Accusée de faciliter les échanges de vidéos d'enfants entre adultes, YouTube a fermé plusieurs centaines de chaînes et supprimé des millions de commentaires.
YouTube savait mais n'a rien fait. La plateforme de streaming vidéo a attendu le pétage de plomb de l'un de ses vidéastes, repris par les médias américains, pour agir contre certaines vidéos... de sa propre plateforme. En cause, un réseau de pédophilie où des adultes échangent entre eux des liens menant vers des publications mettant en scène des enfants. Ici, des petites filles en entraînement de gymnastique, là des enfants en train de jouer. Sous ces vidéos innocentes, des centaines de commentaires à caractère sexuel... et de la pub. En urgence, et face à la colère de ces annonceurs (dont Intermarché en France), YouTube a réagi en supprimant ou démonétisant certains comptes.
La vidéo qui a mis le feu aux poudres est celle du youtubeur Matt Watson de la chaîne MattsWhatItIs. En quelques jours, « YouTube facilite l'exploitation sexuelle des enfants, et c'est monétisé » a été visionnée presque 3 millions de fois. Pendant 20 minutes, on voit le vidéaste expliquer comment des vidéos sexualisent les enfants, sans que les commentaires ne soient supprimés par la plateforme.
La foudre des annonceurs
Des journalistes américains ont relayé l'info sur des chaînes nationales comme Fox News. Ce sujet a fait fuir de très gros annonceurs outre-Atlantique dont Nestlé et Walt Disney, dont les noms ont été cités dans l'affaire. Selon Bloomberg, les deux entreprises ont ainsi mis en pause leurs campagnes publicitaires tant que le problème n'est pas réglé. Le concepteur de jeux vidéo Epic Games (derrière Fortnite) et le géant allemand Dr. August Oetker KG ont également suspendu les leurs. Un très gros coup dur pour YouTube qui, s'il ne réagit pas, risquerait de voir sa principale source de revenus fondre comme neige au soleil si d'autres annonceurs devaient suivre le mouvement.
Point sécurité
Alors, dos au mur, le site de streaming vidéo a réagi et procédé à un grand ménage. Dans une annonce, le géant assure qu'environ 400 comptes ont été suspendus. Les commentaires de certaines vidéos ont été bloqués, comme celles d'enfants nageant à la piscine. D'autres, enfin, ont tout bonnement été supprimés et les comportements douteux signalés aux autorités.
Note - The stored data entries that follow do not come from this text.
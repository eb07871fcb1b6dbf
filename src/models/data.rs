use std::fmt;

use chrono::{Datelike, Local, NaiveDate};
use serde::Serialize;

use crate::utils::MrzFormatError;

/// Characters per MRZ line for TD3 (passport, 125.0mm × 88.0mm) documents.
pub const TD3_LINE_LENGTH: usize = 44;

/// Two-digit years at or above this value belong to the 1900s.
pub const PIVOT_YEAR: u32 = 50;

/// Second line of a TD3 machine readable zone, exactly 44 characters.
#[derive(Debug, Clone, PartialEq, Eq)]
pub struct MrzLine(String);

impl MrzLine {
    pub fn new(raw: impl Into<String>) -> Result<Self, MrzFormatError> {
        let raw = raw.into();
        let actual = raw.chars().count();
        if actual != TD3_LINE_LENGTH {
            return Err(MrzFormatError::WrongLength {
                expected: TD3_LINE_LENGTH,
                actual,
            });
        }
        Ok(MrzLine(raw))
    }

    pub fn as_str(&self) -> &str {
        &self.0
    }

    /// Characters in `[start, end)`, counted in characters rather than bytes.
    pub fn slice(&self, start: usize, end: usize) -> String {
        self.0.chars().skip(start).take(end - start).collect()
    }

    pub fn char_at(&self, position: usize) -> Option<char> {
        self.0.chars().nth(position)
    }
}

impl fmt::Display for MrzLine {
    fn fmt(&self, f: &mut fmt::Formatter) -> fmt::Result {
        f.write_str(&self.0)
    }
}

/// Typed view over the fields of a TD3 second line that carry check digits.
#[derive(Debug, Clone, PartialEq, Eq, Serialize)]
pub struct MrzFields {
    pub passport_number: String,
    pub passport_number_check: u8,
    pub date_of_birth: String,
    pub date_of_birth_check: u8,
    pub date_of_expiry: String,
    pub date_of_expiry_check: u8,
    pub personal_number: String,
    pub personal_number_check: u8,
    pub composite_check: u8,
}

impl MrzFields {
    /// Input of the composite check digit: each checked field followed by its
    /// own check digit, in line order.
    pub fn composite_input(&self) -> String {
        format!(
            "{}{}{}{}{}{}{}{}",
            self.passport_number,
            self.passport_number_check,
            self.date_of_birth,
            self.date_of_birth_check,
            self.date_of_expiry,
            self.date_of_expiry_check,
            self.personal_number,
            self.personal_number_check,
        )
    }
}

/// A resolved calendar day.
#[derive(Debug, Clone, Copy, PartialEq, Eq, PartialOrd, Ord, Hash, Serialize)]
#[serde(transparent)]
pub struct CalendarDate(NaiveDate);

impl CalendarDate {
    pub fn new(year: i32, month: u32, day: u32) -> Option<Self> {
        NaiveDate::from_ymd_opt(year, month, day).map(CalendarDate)
    }

    /// Resolve an MRZ `YYMMDD` field. Two-digit years from 50 map to the
    /// 1900s, the rest to the 2000s. Returns `None` when the field is not six
    /// digits or names a day that does not exist.
    pub fn from_yymmdd(field: &str) -> Option<Self> {
        if field.len() != 6 || !field.bytes().all(|b| b.is_ascii_digit()) {
            return None;
        }

        let year = field[0..2].parse::<u32>().ok()?;
        let month = field[2..4].parse::<u32>().ok()?;
        let day = field[4..6].parse::<u32>().ok()?;

        let full_year = if year >= PIVOT_YEAR {
            1900 + year
        } else {
            2000 + year
        };

        Self::new(full_year as i32, month, day)
    }

    /// Parse an ISO `YYYY-MM-DD` date.
    pub fn parse_iso(text: &str) -> Option<Self> {
        NaiveDate::parse_from_str(text.trim(), "%Y-%m-%d")
            .ok()
            .map(CalendarDate)
    }

    pub fn today() -> Self {
        CalendarDate(Local::now().date_naive())
    }

    pub fn year(&self) -> i32 {
        self.0.year()
    }

    pub fn month(&self) -> u32 {
        self.0.month()
    }

    pub fn day(&self) -> u32 {
        self.0.day()
    }

    /// `DD MON YYYY` with an uppercase English month, e.g. `05 JUL 2030`.
    pub fn format_display(&self) -> String {
        self.0.format("%d %b %Y").to_string().to_uppercase()
    }
}

impl fmt::Display for CalendarDate {
    fn fmt(&self, f: &mut fmt::Formatter) -> fmt::Result {
        write!(f, "{}", self.0.format("%Y-%m-%d"))
    }
}

#[derive(Debug, Clone, PartialEq, Eq, Serialize)]
pub struct ValidationIssue {
    pub issue_type: ValidationIssueType,
    pub message: String,
}

#[derive(Debug, Clone, Copy, PartialEq, Eq, Serialize)]
pub enum ValidationIssueType {
    Mrz,
    Expiry,
}

#[derive(Debug, Clone, PartialEq, Eq)]
pub struct ExpiryValidationResult {
    pub is_valid: bool,
    pub not_expired: bool,
    pub expiry_date: Option<CalendarDate>,
    pub issues: Vec<ValidationIssue>,
}

/// Outcome of validating one MRZ line. A well-formed line that fails its
/// checks still produces a verdict, with `is_valid` false.
#[derive(Debug, Clone, PartialEq, Eq, Serialize)]
pub struct ValidationVerdict {
    pub is_valid: bool,
    pub passport_number_check_valid: bool,
    pub date_of_birth_check_valid: bool,
    pub date_of_expiry_check_valid: bool,
    pub personal_number_check_valid: bool,
    pub composite_check_valid: bool,
    pub not_expired: bool,
    pub passport_number: String,
    /// First 10 characters of the 14 character personal number field.
    pub personal_number: String,
    pub date_of_birth: String,
    pub date_of_expiry: String,
    pub fields: MrzFields,
    pub issues: Vec<ValidationIssue>,
}

#[cfg(test)]
mod tests {
    use super::*;

    #[test]
    fn test_pivot_year_boundary() {
        assert_eq!(
            CalendarDate::from_yymmdd("500101"),
            CalendarDate::new(1950, 1, 1)
        );
        assert_eq!(
            CalendarDate::from_yymmdd("490101"),
            CalendarDate::new(2049, 1, 1)
        );

        let date = CalendarDate::from_yymmdd("300705").unwrap();
        assert_eq!((date.year(), date.month(), date.day()), (2030, 7, 5));
    }

    #[test]
    fn test_yymmdd_rejects_impossible_days() {
        assert_eq!(CalendarDate::from_yymmdd("301301"), None);
        assert_eq!(CalendarDate::from_yymmdd("230229"), None);
        assert_eq!(CalendarDate::from_yymmdd("3007<5"), None);
        assert_eq!(CalendarDate::from_yymmdd("30070"), None);
        assert!(CalendarDate::from_yymmdd("240229").is_some());
    }

    #[test]
    fn test_format_display() {
        let date = CalendarDate::new(2030, 7, 5).unwrap();
        assert_eq!(date.format_display(), "05 JUL 2030");
        assert_eq!(date.to_string(), "2030-07-05");
    }

    #[test]
    fn test_parse_iso() {
        assert_eq!(
            CalendarDate::parse_iso("2026-10-19"),
            CalendarDate::new(2026, 10, 19)
        );
        assert_eq!(CalendarDate::parse_iso("19/10/2026"), None);
    }

    #[test]
    fn test_mrz_line_length_is_counted_in_characters() {
        let line = "É".repeat(TD3_LINE_LENGTH);
        assert!(MrzLine::new(line).is_ok());

        let err = MrzLine::new("<".repeat(43)).unwrap_err();
        assert_eq!(
            err,
            MrzFormatError::WrongLength {
                expected: 44,
                actual: 43
            }
        );
    }

    #[test]
    fn test_composite_input_order() {
        let fields = MrzFields {
            passport_number: "L898902C3".to_string(),
            passport_number_check: 6,
            date_of_birth: "740812".to_string(),
            date_of_birth_check: 2,
            date_of_expiry: "120415".to_string(),
            date_of_expiry_check: 9,
            personal_number: "ZE184226B<<<<<".to_string(),
            personal_number_check: 1,
            composite_check: 0,
        };
        assert_eq!(
            fields.composite_input(),
            "L898902C3674081221204159ZE184226B<<<<<1"
        );
    }
}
Selon les tests de différents médias (dont celui du Monde), le nettoyage a bien été fait. Sauf que ces actions sont uniquement visibles pour les vidéos en anglais.
La plateforme a également annoncé que les « vidéos avec des mineurs et risquant de faire l’objet des commentaires prédateurs » verraient leur monétisation limitée. Autrement dit, certaines chaînes pourraient gagner moins d'argent. L'enjeu est de taille tant du côté des créateurs qui craignent pour leur gagne-pain, que pour YouTube lui-même dont c'est aussi le gagne-pain. Les chaînes pour enfants représentent l'un des plus gros marchés sur la plateforme.
YouTube connaissait le problème
Le problème ne date pas d'hier. Le YouTubeur le Roi des Rats rappelle que le problème de la pédopornographie a déjà été pointé à de nombreuses reprises depuis plusieurs années. En juin 2018, le vidéaste avait dévoilé l'ampleur du problème sur YouTube. Il rappelle donc que la plateforme était au courant au moins depuis 1 an, mais n'a cédé qu'après avoir subi la pression des annonceurs.
YouTube sauve les tuyaux
Au jeu de la poubelle du Web, YouTube s'en sort presque indemne, comparé aux autres géants des réseaux sociaux. Et pour cause, les scandales juteux qui éclaboussent les autres lui ont permis de s'en sortir à peu près à bon compte. Depuis un peu plus d'un an, le créateur de Facebook se fait durement bâcher. On lui reproche son ingérence dans la campagne présidentielle américaine de 2016. Sans compter son rôle dans le déclin des médias. Côté Twitter, la déferlante de commentaires négatifs, sexistes ou racistes lui est régulièrement reprochée, et la récente affaire de la Ligue du LOL n'a rien arrangé. Quant au petit nouveau Tik Tok, dont l'appli est la plus téléchargée au monde devant Facebook, le youtubeur Le Roi des Rats a mis en ligne une vidéo dénonçant le même problème d'hypersexualisation des jeunes.
YouTube a cependant encore beaucoup de travail devant elle. Au début du mois, des vidéos donnant des « tips » pour se suicider ont été découvertes sur YouTube Kids. Preuve qu'il ne faut pas laisser swiper son fils n'importe où sur la Toile.